The Answer Studio Co., Ltd.
- Native name: 株式会社アンサー・スタジオ
- Romanized name: Kabushiki-gaisha Ansā sutajio
- Type: Kabushiki gaisha
- Industry: Japanese animation
- Predecessor: Walt Disney Animation Japan
- Founded: June 2004; 22 years ago
- Founder: Motoyoshi Tokunaga
- Headquarters: Sakura Kamiogi Building, Kamiogi, Suginami, Tokyo, Japan
- Number of employees: 80
- Website: answerstudio.co.jp

= The Answer Studio =

Japanese animation studio

The Answer Studio Co., Ltd. (アンサー・スタジオ) is a Japanese animation studio founded in June 2004 by Motoyoshi Tokunaga and headquartered in Tokyo. Formed after the closure of Walt Disney Animation Japan, the studio has collaborated on and produced animation projects, including television series, films, OVAs and ONAs. It had worked with CoMix Wave Films on Makoto Shinkai’s films, such as Your Name (2016), and with DC Entertainment and Warner Bros. Animation on projects like Batman: Gotham by Gaslight (2018), alongside productions like Golgo 13 (2008–2009) and Tower of God – Season 2 (2024).

== History ==
The history of The Answerstudio is linked to several predecessor studios. Its lineage traces back to Topcraft, established in 1972 by former Toei Animation producer Toru Hara. Topcraft became known for its collaborations with Rankin/Bass Productions on animated films such as The Hobbit (1977), The Return of the King (1980), and The Last Unicorn (1982). Despite its achievements, Topcraft faced financial difficulties and filed for bankruptcy, leading to its dissolution on June 15, 1985. After completing Nausicaä of the Valley of the Wind (1984) with Hayao Miyazaki, Topcraft split, with some talent, including Toru Hara, forming Studio Ghibli, while others established Pacific Animation Corporation.

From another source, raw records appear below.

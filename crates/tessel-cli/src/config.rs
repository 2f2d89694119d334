//! Configuration file loading for the CLI
//!
//! This module handles finding and loading TOML configuration files
//! from various locations (explicit path, local directory, system directory).

use std::{
    fs,
    path::{Path, PathBuf},
};

use directories::ProjectDirs;
use log::{debug, info};
use thiserror::Error;

use tessel::{TesselError, config::AppConfig};

/// Configuration-related errors for CLI
#[derive(Debug, Error)]
pub enum ConfigError {
    #[error("Failed to parse TOML configuration: {0}")]
    Parse(String),

    #[error("Missing configuration file: {0}")]
    MissingFile(PathBuf),
}

impl From<ConfigError> for TesselError {
    fn from(err: ConfigError) -> Self {
        TesselError::Config(err.to_string())
    }
}

/// Find and load configuration from various locations
///
/// Search order:
/// 1. Explicit path if provided
/// 2. Local project directory (tessel/config.toml)
/// 3. Platform-specific config directory
/// 4. Default config if none found
///
/// # Errors
///
/// Returns error if:
/// - Explicit path is provided but file doesn't exist
/// - Config file exists but cannot be parsed
pub fn load_config(explicit_path: Option<impl AsRef<Path>>) -> Result<AppConfig, TesselError> {
    if let Some(path) = explicit_path {
        let path = path.as_ref();
        info!(path = path.display().to_string(); "Loading configuration from explicit path");
        return load_config_file(path);
    }

    let local_config = Path::new("tessel/config.toml");
    if local_config.exists() {
        info!(path = local_config.display().to_string(); "Loading configuration from local path");
        return load_config_file(local_config);
    }

    if let Some(proj_dirs) = ProjectDirs::from("com", "tessel", "tessel") {
        let system_config = proj_dirs.config_dir().join("config.toml");

        if system_config.exists() {
            info!(path = system_config.display().to_string(); "Loading configuration from system path");
            return load_config_file(system_config);
        }

        debug!(path = system_config.display().to_string(); "System configuration file not found");
    } else {
        debug!("Could not determine platform-specific config directory");
    }

    debug!("No configuration file found, using default configuration");
    Ok(AppConfig::default())
}

/// Load configuration from a TOML file
fn load_config_file(path: impl AsRef<Path>) -> Result<AppConfig, TesselError> {
    let path = path.as_ref();

    if !path.exists() {
        return Err(ConfigError::MissingFile(path.to_path_buf()).into());
    }

    let content = fs::read_to_string(path)?;
    let config: AppConfig =
        toml::from_str(&content).map_err(|e| ConfigError::Parse(e.to_string()))?;

    Ok(config)
}
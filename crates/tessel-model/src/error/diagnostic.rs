//! The core diagnostic type for the Tessel error system.
//!
//! A [`Diagnostic`] is the single "illegal model" error kind: a message, an
//! optional error code, the model file it belongs to, labelled source spans
//! and help text.

use std::fmt;

use tessel_core::span::Span;

use crate::error::{ErrorCode, Label, Severity};

/// A rich diagnostic message with source location information.
///
/// # Example
///
/// ```text
/// error[E200]: Duplicate decorator Term
///   --> person.cto
///    |
///  3 | @Term("A person")
///    | ----------------- first applied here
///  4 | @Term("Someone")
///    | ^^^^^^^^^^^^^^^^ duplicate decorator
///    |
///    = help: remove one of the `@Term` decorators
/// ```
#[derive(Debug, Clone, PartialEq)]
pub struct Diagnostic {
    severity: Severity,
    code: Option<ErrorCode>,
    message: String,
    file: Option<String>,
    labels: Vec<Label>,
    help: Option<String>,
}

impl Diagnostic {
    /// Create an error diagnostic.
    ///
    /// # Example
    ///
    /// ```
    /// # use tessel_model::error::{Diagnostic, ErrorCode};
    /// # use tessel_model::Span;
    ///
    /// let diag = Diagnostic::error("undefined type `Address`")
    ///     .with_code(ErrorCode::E302)
    ///     .with_label(Span::new(0..10), "not declared")
    ///     .with_help("declare `Address` or import it");
    /// ```
    pub fn error(message: impl Into<String>) -> Self {
        Self::new(Severity::Error, message)
    }

    /// Create a warning diagnostic.
    pub fn warning(message: impl Into<String>) -> Self {
        Self::new(Severity::Warning, message)
    }

    /// Get the severity of this diagnostic.
    pub fn severity(&self) -> Severity {
        self.severity
    }

    /// Get the error code, if any.
    pub fn code(&self) -> Option<ErrorCode> {
        self.code
    }

    /// Get the primary message.
    pub fn message(&self) -> &str {
        &self.message
    }

    /// Get the name of the model file this diagnostic belongs to, if known.
    pub fn file(&self) -> Option<&str> {
        self.file.as_deref()
    }

    /// Get all labels attached to this diagnostic.
    pub fn labels(&self) -> &[Label] {
        &self.labels
    }

    /// Get the help text, if any.
    pub fn help(&self) -> Option<&str> {
        self.help.as_deref()
    }

    /// Set the error code.
    pub fn with_code(mut self, code: ErrorCode) -> Self {
        self.code = Some(code);
        self
    }

    /// Set the model file this diagnostic belongs to.
    pub fn with_file(mut self, file: impl Into<String>) -> Self {
        self.file = Some(file.into());
        self
    }

    /// Add a primary label to this diagnostic.
    pub fn with_label(mut self, span: Span, message: impl Into<String>) -> Self {
        self.labels.push(Label::primary(span, message));
        self
    }

    /// Add a secondary label to this diagnostic.
    pub fn with_secondary_label(mut self, span: Span, message: impl Into<String>) -> Self {
        self.labels.push(Label::secondary(span, message));
        self
    }

    /// Set the help text.
    pub fn with_help(mut self, help: impl Into<String>) -> Self {
        self.help = Some(help.into());
        self
    }

    /// The span of the first primary label, if any.
    pub fn primary_span(&self) -> Option<Span> {
        self.labels
            .iter()
            .find(|label| label.is_primary())
            .map(Label::span)
    }

    fn new(severity: Severity, message: impl Into<String>) -> Self {
        Self {
            severity,
            code: None,
            message: message.into(),
            file: None,
            labels: Vec::new(),
            help: None,
        }
    }
}

impl fmt::Display for Diagnostic {
    fn fmt(&self, f: &mut fmt::Formatter<'_>) -> fmt::Result {
        // Format: "error[E200]: message" or "error: message"
        write!(f, "{}", self.severity)?;
        if let Some(code) = self.code {
            write!(f, "[{}]", code)?;
        }
        write!(f, ": {}", self.message)?;
        if let Some(file) = &self.file {
            write!(f, " (in {file})")?;
        }
        Ok(())
    }
}

impl std::error::Error for Diagnostic {}
//! Tessel CLI entry point.

use std::{process, str::FromStr};

use clap::Parser;
use log::{LevelFilter, debug, error, info, warn};
use miette::{Diagnostic as MietteDiagnostic, GraphicalReportHandler};

use tessel_cli::{
    Args,
    error_adapter::{to_reportables, warning_reportables},
};

fn main() {
    // Install miette's pretty panic hook early for better panic reports
    miette::set_panic_hook();

    let args = Args::parse();

    let log_level = LevelFilter::from_str(&args.log_level).unwrap_or_else(|_| {
        eprintln!(
            "Invalid log level: {}. Using 'warn' instead.",
            args.log_level
        );
        LevelFilter::Warn
    });

    env_logger::Builder::from_env(env_logger::Env::default())
        .filter_level(log_level)
        .init();

    info!(log_level:?; "Starting Tessel");
    debug!(args:?; "Parsed arguments");

    let reporter = GraphicalReportHandler::new();

    match tessel_cli::run(&args) {
        Ok(report) => {
            for reportable in warning_reportables(&report) {
                warn!("{}", render(&reporter, &reportable));
            }
        }
        Err(err) => {
            // Render each diagnostic independently
            for reportable in to_reportables(&err) {
                error!("{}", render(&reporter, &reportable));
            }

            process::exit(1);
        }
    }

    info!("Completed successfully");
}

fn render(reporter: &GraphicalReportHandler, diagnostic: &dyn MietteDiagnostic) -> String {
    let mut writer = String::new();
    reporter
        .render_report(&mut writer, diagnostic)
        .expect("Writing to String buffer is infallible");
    writer
}
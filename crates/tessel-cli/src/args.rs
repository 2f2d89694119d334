//! Command-line argument definitions for the Tessel CLI.
//!
//! This module defines the [`Args`] structure parsed from the command line
//! using [`clap`]. Arguments select the model files to validate, the
//! configuration file, and logging verbosity.

use clap::Parser;

/// Command-line arguments for the Tessel model validator
#[derive(Parser, Debug)]
#[command(author, version, about, long_about = None)]
pub struct Args {
    /// JSON AST files of the model, loaded in the given order
    #[arg(required = true, help = "Paths to the model AST files")]
    pub inputs: Vec<String>,

    /// Path to configuration file (TOML)
    #[arg(short, long)]
    pub config: Option<String>,

    /// Log level (off, error, warn, info, debug, trace)
    #[arg(long, default_value = "info")]
    pub log_level: String,

    /// Print every model element and its decorators after validation
    #[arg(long)]
    pub list: bool,
}
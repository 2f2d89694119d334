//! Outcome of a successful validation pass.

use tessel_model::{FileId, error::Diagnostic};

/// Summary of a validation pass that found no errors.
///
/// Warnings never fail validation; they are returned here so callers can
/// decide how to surface them.
#[derive(Debug, Default)]
pub struct ValidationReport {
    files: usize,
    decorators: usize,
    warnings: Vec<(FileId, Diagnostic)>,
}

impl ValidationReport {
    pub(crate) fn new(files: usize, decorators: usize) -> Self {
        Self {
            files,
            decorators,
            warnings: Vec::new(),
        }
    }

    pub(crate) fn warn(&mut self, file: FileId, warning: Diagnostic) {
        self.warnings.push((file, warning));
    }

    /// Number of model files validated.
    pub fn files(&self) -> usize {
        self.files
    }

    /// Number of decorators across all validated elements.
    pub fn decorators(&self) -> usize {
        self.decorators
    }

    /// Warnings, each with the file it was raised for.
    pub fn warnings(&self) -> &[(FileId, Diagnostic)] {
        &self.warnings
    }

    pub fn is_clean(&self) -> bool {
        self.warnings.is_empty()
    }
}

In 1988, The Walt Disney Company acquired Pacific Animation Corporation and renamed it Walt Disney Animation Japan. This studio produced television series and direct-to-video works, including The Tigger Movie (2000) and Piglet’s Big Movie (2003). Disney announced the closure of Walt Disney Animation Japan in September 2003, with Pooh’s Heffalump Movie (2005) as its final work.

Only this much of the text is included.